- _REQUIRED ACTION_: Go to the line that contains "self.selected.insert(normal.id(), handle.clone());" and transcribe from there to the end of the entries, that line and the last one included.

Records from a data collection:
☆ ☆ ☆ ☆ ☆
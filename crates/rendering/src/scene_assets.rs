//! Meshes, materials and the procedural floor atlas shared by the scene.

use std::collections::HashMap;

use bevy::prelude::*;
use bevy::render::render_asset::RenderAssetUsages;
use bevy::render::render_resource::{Extent3d, TextureDimension, TextureFormat};

use park_simulation::config::{ParkConfig, ATLAS_TEXTURE_SIZE};
use park_simulation::tile_generator::{atlas_rect, FloorGroup, FloorType, TexType, TileGenerator};
use park_simulation::tile_map::ItemType;

const GRASS_COLOR: [u8; 4] = [86, 140, 64, 255];
const WALKWAY_COLOR: [u8; 4] = [196, 178, 140, 255];
const WALKWAY_BORDER_COLOR: [u8; 4] = [120, 112, 96, 255];

const TREE_COLOR: Color = Color::srgb(0.18, 0.42, 0.2);
const WALL_COLOR: Color = Color::srgb(0.55, 0.52, 0.5);
const VISITOR_COLOR: Color = Color::srgb(0.85, 0.35, 0.3);
const PREVIEW_TINT: Color = Color::srgba(0.6, 0.8, 1.0, 0.6);
const SELECTED_TINT: Color = Color::srgb(1.0, 0.45, 0.35);

/// Every atlas piece a group draws, used to paint the atlas.
const ALL_TEX: [TexType; 17] = [
    TexType::FullTile,
    TexType::InCornerTopLeft,
    TexType::InCornerTopRight,
    TexType::InCornerBottomLeft,
    TexType::InCornerBottomRight,
    TexType::OutCornerTopLeft,
    TexType::OutCornerTopRight,
    TexType::OutCornerBottomLeft,
    TexType::OutCornerBottomRight,
    TexType::OutSharpCornerTopLeft,
    TexType::OutSharpCornerTopRight,
    TexType::OutSharpCornerBottomLeft,
    TexType::OutSharpCornerBottomRight,
    TexType::OutEdgeLeft,
    TexType::OutEdgeRight,
    TexType::OutEdgeTop,
    TexType::OutEdgeBottom,
];

/// GPU meshes of the tile models, uploaded the first time a model is shown.
#[derive(Resource, Default)]
pub struct TileMeshes {
    handles: HashMap<(FloorGroup, FloorType), Handle<Mesh>>,
}

impl TileMeshes {
    pub fn get_or_upload(
        &mut self,
        generator: &TileGenerator,
        meshes: &mut Assets<Mesh>,
        group: FloorGroup,
        floor: FloorType,
    ) -> Handle<Mesh> {
        self.handles
            .entry((group, floor))
            .or_insert_with(|| meshes.add(generator.get_model(group, floor).clone().into_mesh()))
            .clone()
    }

    pub fn len(&self) -> usize {
        self.handles.len()
    }

    pub fn is_empty(&self) -> bool {
        self.handles.is_empty()
    }
}

/// Materials and primitive meshes created once at startup.
#[derive(Resource)]
pub struct SceneAssets {
    pub floor: Handle<StandardMaterial>,
    pub floor_preview: Handle<StandardMaterial>,
    pub tree_mesh: Handle<Mesh>,
    pub wall_mesh: Handle<Mesh>,
    pub tree: Handle<StandardMaterial>,
    pub wall: Handle<StandardMaterial>,
    pub item_preview: Handle<StandardMaterial>,
    pub visitor_mesh: Handle<Mesh>,
    pub visitor: Handle<StandardMaterial>,
}

impl SceneAssets {
    pub fn item_mesh(&self, item: ItemType) -> Option<Handle<Mesh>> {
        match item {
            ItemType::None => None,
            ItemType::Tree => Some(self.tree_mesh.clone()),
            ItemType::Wall => Some(self.wall_mesh.clone()),
        }
    }

    pub fn item_material(&self, item: ItemType) -> Handle<StandardMaterial> {
        match item {
            ItemType::Wall => self.wall.clone(),
            _ => self.tree.clone(),
        }
    }
}

pub fn setup_scene_assets(
    mut commands: Commands,
    config: Res<ParkConfig>,
    mut meshes: ResMut<Assets<Mesh>>,
    mut materials: ResMut<Assets<StandardMaterial>>,
    mut images: ResMut<Assets<Image>>,
) {
    let t = config.tile_dimension;
    let atlas = images.add(paint_floor_atlas());

    let floor = materials.add(StandardMaterial {
        base_color_texture: Some(atlas.clone()),
        perceptual_roughness: 0.9,
        ..default()
    });
    let floor_preview = materials.add(StandardMaterial {
        base_color: PREVIEW_TINT,
        base_color_texture: Some(atlas),
        alpha_mode: AlphaMode::Blend,
        unlit: true,
        ..default()
    });

    let assets = SceneAssets {
        floor,
        floor_preview,
        tree_mesh: meshes.add(Cone::new(t * 0.35, t * 0.9)),
        wall_mesh: meshes.add(Cuboid::new(t, t * 0.5, t * 0.15)),
        tree: materials.add(TREE_COLOR),
        wall: materials.add(WALL_COLOR),
        item_preview: materials.add(StandardMaterial {
            base_color: PREVIEW_TINT,
            alpha_mode: AlphaMode::Blend,
            unlit: true,
            ..default()
        }),
        visitor_mesh: meshes.add(Capsule3d::new(t * 0.08, t * 0.25)),
        visitor: materials.add(VISITOR_COLOR),
    };
    commands.insert_resource(assets);
}

/// Paints each group's atlas pieces in flat colours at the positions the tile
/// models sample from.
pub fn paint_floor_atlas() -> Image {
    let size = ATLAS_TEXTURE_SIZE as usize;
    let mut pixels = vec![[0u8; 4]; size * size];

    for group in [FloorGroup::Grass, FloorGroup::WalkwayOnGrass] {
        for tex in ALL_TEX {
            let Some(rect) = atlas_rect(group, tex) else {
                continue;
            };
            let color = match (group, tex) {
                (FloorGroup::Grass, _) => GRASS_COLOR,
                (_, TexType::FullTile) => WALKWAY_COLOR,
                _ => WALKWAY_BORDER_COLOR,
            };
            for y in rect.y..rect.y + rect.h {
                for x in rect.x..rect.x + rect.w {
                    pixels[y as usize * size + x as usize] = color;
                }
            }
        }
    }

    let data: Vec<u8> = pixels.iter().flatten().copied().collect();
    let mut image = Image::new(
        Extent3d {
            width: size as u32,
            height: size as u32,
            depth_or_array_layers: 1,
        },
        TextureDimension::D2,
        data,
        TextureFormat::Rgba8UnormSrgb,
        RenderAssetUsages::RENDER_WORLD | RenderAssetUsages::MAIN_WORLD,
    );
    image.sampler = bevy::image::ImageSampler::nearest();
    image
}

/// Selected variants of scene materials, created on first use. Also maps each
/// variant back to the material it was made from.
#[derive(Resource, Default)]
pub struct SelectionMaterials {
    selected: HashMap<AssetId<StandardMaterial>, Handle<StandardMaterial>>,
    original: HashMap<AssetId<StandardMaterial>, Handle<StandardMaterial>>,
}

impl SelectionMaterials {
    pub fn selected_variant(
        &mut self,
        normal: &Handle<StandardMaterial>,
        materials: &mut Assets<StandardMaterial>,
    ) -> Handle<StandardMaterial> {
        if self.original.contains_key(&normal.id()) {
            return normal.clone();
        }
        if let Some(handle) = self.selected.get(&normal.id()) {
            return handle.clone();
        }
        let mut tinted = materials.get(normal).cloned().unwrap_or_default();
        tinted.base_color = SELECTED_TINT;
        let handle = materials.add(tinted);
        self.selected.insert(normal.id(), handle.clone());
        self.original.insert(handle.id(), normal.clone());
        handle
    }

    /// The material a selected variant was made from, or `material` itself.
    pub fn normal_variant(&self, material: &Handle<StandardMaterial>) -> Handle<StandardMaterial> {
        self.original
            .get(&material.id())
            .cloned()
            .unwrap_or_else(|| material.clone())
    }
}

#[cfg(test)]
mod tests {
    use super::*;

    #[test]
    fn test_atlas_paints_walkway_full_tile() {
        let image = paint_floor_atlas();
        let size = ATLAS_TEXTURE_SIZE as usize;
        let rect = atlas_rect(FloorGroup::WalkwayOnGrass, TexType::FullTile).unwrap();
        let i = ((rect.y as usize + 10) * size + rect.x as usize + 10) * 4;
        assert_eq!(&image.data[i..i + 4], &WALKWAY_COLOR);
        // Top-left pixel is outside every piece.
        assert_eq!(&image.data[0..4], &[0, 0, 0, 0]);
    }

    #[test]
    fn test_selected_variant_is_cached_and_reversible() {
        let mut materials = Assets::<StandardMaterial>::default();
        let normal = materials.add(StandardMaterial::default());
        let mut map = SelectionMaterials::default();

        let selected = map.selected_variant(&normal, &mut materials);
        assert_ne!(selected.id(), normal.id());
        assert_eq!(map.selected_variant(&normal, &mut materials).id(), selected.id());
        // Selecting an already selected material keeps it.
        assert_eq!(map.selected_variant(&selected, &mut materials).id(), selected.id());
        assert_eq!(map.normal_variant(&selected).id(), normal.id());
        assert_eq!(map.normal_variant(&normal).id(), normal.id());
        assert_eq!(materials.get(&selected).unwrap().base_color, SELECTED_TINT);
    }
}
☆ ☆ ☆ ☆ ☆
- _OUTPUT OF THE TASK_:
        self.selected.insert(normal.id(), handle.clone());
        self.original.insert(handle.id(), normal.clone());
        handle
    }

    /// The material a selected variant was made from, or `material` itself.
    pub fn normal_variant(&self, material: &Handle<StandardMaterial>) -> Handle<StandardMaterial> {
        self.original
            .get(&material.id())
            .cloned()
            .unwrap_or_else(|| material.clone())
    }
}

#[cfg(test)]
mod tests {
    use super::*;

    #[test]
    fn test_atlas_paints_walkway_full_tile() {
        let image = paint_floor_atlas();
        let size = ATLAS_TEXTURE_SIZE as usize;
        let rect = atlas_rect(FloorGroup::WalkwayOnGrass, TexType::FullTile).unwrap();
        let i = ((rect.y as usize + 10) * size + rect.x as usize + 10) * 4;
        assert_eq!(&image.data[i..i + 4], &WALKWAY_COLOR);
        // Top-left pixel is outside every piece.
        assert_eq!(&image.data[0..4], &[0, 0, 0, 0]);
    }

    #[test]
    fn test_selected_variant_is_cached_and_reversible() {
        let mut materials = Assets::<StandardMaterial>::default();
        let normal = materials.add(StandardMaterial::default());
        let mut map = SelectionMaterials::default();

        let selected = map.selected_variant(&normal, &mut materials);
        assert_ne!(selected.id(), normal.id());
        assert_eq!(map.selected_variant(&normal, &mut materials).id(), selected.id());
        // Selecting an already selected material keeps it.
        assert_eq!(map.selected_variant(&selected, &mut materials).id(), selected.id());
        assert_eq!(map.normal_variant(&selected).id(), normal.id());
        assert_eq!(map.normal_variant(&normal).id(), normal.id());
        assert_eq!(materials.get(&selected).unwrap().base_color, SELECTED_TINT);
    }
}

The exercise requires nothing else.